Career NFL statistics
- Rushing yards: 79
- Rushing average: 2.9
- Receptions: 18
- Receiving yards: 142
- Stats at Pro Football Reference

= Rodney Tate =

American football player (born 1959)

Rodney Tate (born February 14, 1959) is an American former professional football player who was a running back in the National Football League (NFL). He played college football for the Texas Longhorns. He played in the NFL for the Cincinnati Bengals from 1982 to 1983 and for the Atlanta Falcons in 1984.

Tate was a top recruit out of Beggs High School in 1978 and part of the 1975 State Championship Team and also won multiple state championships in track for sprinting. Though recruited by home-state Oklahoma he made the unusual choice of going to the University of Texas.

At Texas he played both football and ran track. During his senior year, the Longhorns spent one week ranked #1 and finished the year ranked #2 after beating Alabama in the Cotton Bowl. Though frequent injuries kept him off the field, getting only 170 touches over 4 seasons, his explosive speed caught the attention of NFL Scouts.

In track he set the school record, later broken, in the 60 yard dash.

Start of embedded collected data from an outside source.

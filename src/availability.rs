//! Doctor availability and open time slots.
//!
//! A doctor is bookable on a date unless one of their unavailability ranges
//! covers it. Within a bookable day, every catalog slot not already taken by
//! one of the doctor's appointments on that date is open.

use crate::models::{Account, Appointment, AppointmentStatus, TimeSlot, UnavailabilityRange};
use crate::store::{ForeignKey, Repository};
use chrono::{Duration, NaiveDate, NaiveDateTime};

/// How existing appointments claim slots.
#[derive(Debug, Clone, Copy, Default, PartialEq, Eq)]
pub struct SlotPolicy {
    /// When false (the default), a cancelled appointment keeps its slot.
    pub cancelled_frees_slot: bool,
}

impl SlotPolicy {
    /// Check if `appointment` holds its slot under this policy.
    pub fn occupies(&self, appointment: &Appointment) -> bool {
        !(self.cancelled_frees_slot && appointment.status == AppointmentStatus::Cancelled)
    }
}

/// Check if any range covers `date`. Ranges may overlap.
pub fn is_blocked(ranges: &[UnavailabilityRange], date: NaiveDate) -> bool {
    ranges.iter().any(|range| range.covers(date))
}

/// Catalog slots left open on `date` given a doctor's appointments.
pub fn open_slots_among(
    appointments: &[Appointment],
    date: NaiveDate,
    policy: SlotPolicy,
) -> Vec<TimeSlot> {
    TimeSlot::CATALOG
        .iter()
        .copied()
        .filter(|slot| {
            !appointments.iter().any(|appointment| {
                appointment.date == date
                    && appointment.time_slot == *slot
                    && policy.occupies(appointment)
            })
        })
        .collect()
}

/// Check if a slot on `date` has already started at `now`.
pub fn is_slot_past(date: NaiveDate, slot: TimeSlot, now: NaiveDateTime) -> bool {
    now > slot.starts_on(date)
}

/// A confirmed appointment can be completed from its start until one hour after.
pub fn is_completable(appointment: &Appointment, now: NaiveDateTime) -> bool {
    if appointment.status != AppointmentStatus::Confirmed {
        return false;
    }
    let start = appointment.starts_at();
    let end = start + Duration::minutes(TimeSlot::DURATION_MINUTES);
    start <= now && now <= end
}

/// Availability queries over a [`Repository`].
///
/// Every query reads fresh from the repository; nothing is cached.
#[derive(Debug, Clone, Copy, Default)]
pub struct AvailabilityFilter {
    policy: SlotPolicy,
}

impl AvailabilityFilter {
    pub fn new(policy: SlotPolicy) -> Self {
        AvailabilityFilter { policy }
    }

    pub fn policy(&self) -> SlotPolicy {
        self.policy
    }

    /// Check if the doctor can be booked on `date`.
    ///
    /// Unknown ids and non-doctor accounts are reported as unavailable.
    pub fn is_available<R: Repository>(&self, repo: &R, doctor_id: &str, date: NaiveDate) -> bool {
        repo.doctor(doctor_id)
            .as_ref()
            .and_then(Account::as_doctor)
            .map(|doctor| !is_blocked(&doctor.unavailability, date))
            .unwrap_or(false)
    }

    /// Doctors with exactly `specialization` who are not blocked on `date`.
    pub fn available_doctors<R: Repository>(
        &self,
        repo: &R,
        date: NaiveDate,
        specialization: &str,
    ) -> Vec<Account> {
        repo.doctors()
            .into_iter()
            .filter(|account| {
                account.as_doctor().map_or(false, |doctor| {
                    doctor.specialization == specialization
                        && !is_blocked(&doctor.unavailability, date)
                })
            })
            .collect()
    }

    /// Catalog slots still open for the doctor on `date`, in catalog order.
    ///
    /// Returns an empty list for an unknown doctor. The slot check and any
    /// later booking are separate steps; nothing reserves the slot.
    pub fn open_slots<R: Repository>(
        &self,
        repo: &R,
        doctor_id: &str,
        date: NaiveDate,
    ) -> Vec<TimeSlot> {
        if repo.doctor(doctor_id).is_none() {
            return Vec::new();
        }
        let appointments = repo.appointments_by(ForeignKey::Doctor, doctor_id);
        open_slots_among(&appointments, date, self.policy)
    }
}

#[cfg(test)]
mod tests {
    use super::*;
    use crate::models::{parse_date, NewAppointment};
    use crate::store::MemoryStore;

    fn date(value: &str) -> NaiveDate {
        parse_date(value).unwrap()
    }

    fn block(store: &mut MemoryStore, doctor_id: &str, start: &str, end: &str) {
        let range =
            UnavailabilityRange::new(date(start), date(end), "Conference".to_string()).unwrap();
        store
            .update_account(doctor_id, |account| {
                if let Some(doctor) = account.as_doctor_mut() {
                    doctor.unavailability.push(range);
                }
            })
            .unwrap();
    }

    fn book(store: &mut MemoryStore, doctor_id: &str, on: &str, slot: &str) -> Appointment {
        store.create_appointment(NewAppointment {
            patient_id: "patient1".to_string(),
            doctor_id: doctor_id.to_string(),
            patient_name: "Alice Smith".to_string(),
            doctor_name: "Charlie Williams".to_string(),
            specialization: "Cardiology".to_string(),
            date: date(on),
            time_slot: TimeSlot::parse(slot).unwrap(),
            status: AppointmentStatus::Pending,
            symptoms: "chest pain".to_string(),
            predicted_condition: None,
        })
    }

    #[test]
    fn unavailability_range_is_inclusive() {
        let mut store = MemoryStore::seeded();
        block(&mut store, "doctor1", "2024-07-01", "2024-07-05");
        let filter = AvailabilityFilter::default();

        assert!(!filter.is_available(&store, "doctor1", date("2024-07-03")));
        assert!(filter.is_available(&store, "doctor1", date("2024-07-06")));
        assert!(!filter.is_available(&store, "doctor1", date("2024-07-01")));
        assert!(!filter.is_available(&store, "doctor1", date("2024-07-05")));
        assert!(filter.is_available(&store, "doctor1", date("2024-06-30")));
    }

    #[test]
    fn unknown_or_non_doctor_is_unavailable() {
        let store = MemoryStore::seeded();
        let filter = AvailabilityFilter::default();
        assert!(!filter.is_available(&store, "nobody", date("2024-07-03")));
        assert!(!filter.is_available(&store, "patient1", date("2024-07-03")));
        assert!(filter.is_available(&store, "doctor2", date("2024-07-03")));
    }

    #[test]
    fn overlapping_ranges_are_allowed() {
        let mut store = MemoryStore::seeded();
        block(&mut store, "doctor1", "2024-07-01", "2024-07-05");
        block(&mut store, "doctor1", "2024-07-04", "2024-07-08");
        let filter = AvailabilityFilter::default();
        assert!(!filter.is_available(&store, "doctor1", date("2024-07-08")));
        assert!(filter.is_available(&store, "doctor1", date("2024-07-09")));
    }

    #[test]
    fn available_doctors_match_specialization_exactly() {
        let mut store = MemoryStore::seeded();
        let filter = AvailabilityFilter::default();
        let on = date("2024-07-03");

        let ids: Vec<String> = filter
            .available_doctors(&store, on, "Cardiology")
            .into_iter()
            .map(|d| d.id)
            .collect();
        assert_eq!(ids, vec!["doctor1".to_string()]);
        assert!(filter.available_doctors(&store, on, "cardiology").is_empty());

        block(&mut store, "doctor1", "2024-07-03", "2024-07-03");
        assert!(filter.available_doctors(&store, on, "Cardiology").is_empty());
    }

    #[test]
    fn contracts_a_and_b_agree() {
        let mut store = MemoryStore::seeded();
        block(&mut store, "doctor1", "2024-07-01", "2024-07-05");
        let filter = AvailabilityFilter::default();

        for day in 1..=10 {
            let on = NaiveDate::from_ymd_opt(2024, 6, 28).unwrap() + Duration::days(day);
            let listed = filter
                .available_doctors(&store, on, "Cardiology")
                .iter()
                .any(|d| d.id == "doctor1");
            assert_eq!(listed, filter.is_available(&store, "doctor1", on), "date {on}");
        }
    }

    #[test]
    fn open_slots_drop_booked_hour_in_catalog_order() {
        let mut store = MemoryStore::new();
        let doctor = store.create_account(crate::models::NewAccount {
            email: "doc@example.com".to_string(),
            password: "pw".to_string(),
            first_name: "Charlie".to_string(),
            last_name: "Williams".to_string(),
            role: crate::models::Role::Doctor(crate::models::DoctorProfile {
                date_of_birth: None,
                phone_number: String::new(),
                license_number: "MD1".to_string(),
                specialization: "Cardiology".to_string(),
                unavailability: Vec::new(),
            }),
        });
        book(&mut store, &doctor.id, "2024-07-10", "10:00 AM");
        book(&mut store, &doctor.id, "2024-07-11", "11:00 AM");

        let slots = AvailabilityFilter::default().open_slots(&store, &doctor.id, date("2024-07-10"));
        let expected: Vec<TimeSlot> = TimeSlot::CATALOG
            .iter()
            .copied()
            .filter(|slot| slot.label() != "10:00 AM")
            .collect();
        assert_eq!(slots, expected);
        assert_eq!(slots.len(), 7);
    }

    #[test]
    fn cancelled_appointment_holds_slot_by_default() {
        let mut store = MemoryStore::seeded();
        let booked = book(&mut store, "doctor1", "2024-07-15", "09:00 AM");
        store.update_appointment(&booked.id, |a| a.status = AppointmentStatus::Cancelled);

        let on = date("2024-07-15");
        let holding = AvailabilityFilter::default().open_slots(&store, "doctor1", on);
        assert!(!holding.contains(&TimeSlot::CATALOG[0]));

        let freeing = AvailabilityFilter::new(SlotPolicy {
            cancelled_frees_slot: true,
        })
        .open_slots(&store, "doctor1", on);
        assert_eq!(freeing, TimeSlot::CATALOG.to_vec());
    }

    #[test]
    fn fully_booked_day_is_empty_like_unknown_doctor() {
        let mut store = MemoryStore::seeded();
        for slot in TimeSlot::CATALOG {
            book(&mut store, "doctor1", "2024-07-20", &slot.label());
        }
        let filter = AvailabilityFilter::default();
        assert!(filter.open_slots(&store, "doctor1", date("2024-07-20")).is_empty());
        assert!(filter.open_slots(&store, "nobody", date("2024-07-20")).is_empty());
    }

    #[test]
    fn slot_past_and_completable_windows() {
        let mut store = MemoryStore::seeded();
        let appointment = store.appointment("appointment1").unwrap();
        let start = appointment.starts_at();

        assert!(is_completable(&appointment, start));
        assert!(is_completable(&appointment, start + Duration::minutes(60)));
        assert!(!is_completable(&appointment, start + Duration::minutes(61)));
        assert!(!is_completable(&appointment, start - Duration::minutes(1)));

        let pending = store
            .update_appointment("appointment1", |a| a.status = AppointmentStatus::Pending)
            .unwrap();
        assert!(!is_completable(&pending, start));

        assert!(is_slot_past(appointment.date, appointment.time_slot, start + Duration::seconds(1)));
        assert!(!is_slot_past(appointment.date, appointment.time_slot, start));
    }
}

In the NFL, he returned a kick-off return for 101 yards during a preseason game, but saw little playing time in his two years in Cincinnati and less in Atlanta.

After the NFL he returned to Texas to get degrees in sociology and communications and work as a graduate assistant coach hoping to catch on in college football coaching, but no offers came. He returned to his home town to run a lawn care business with his brother and then became a football, track and cross-country coach at his old high school, helping them to get to the 2017 state championship game. In 2022, the school named their football stadium for him.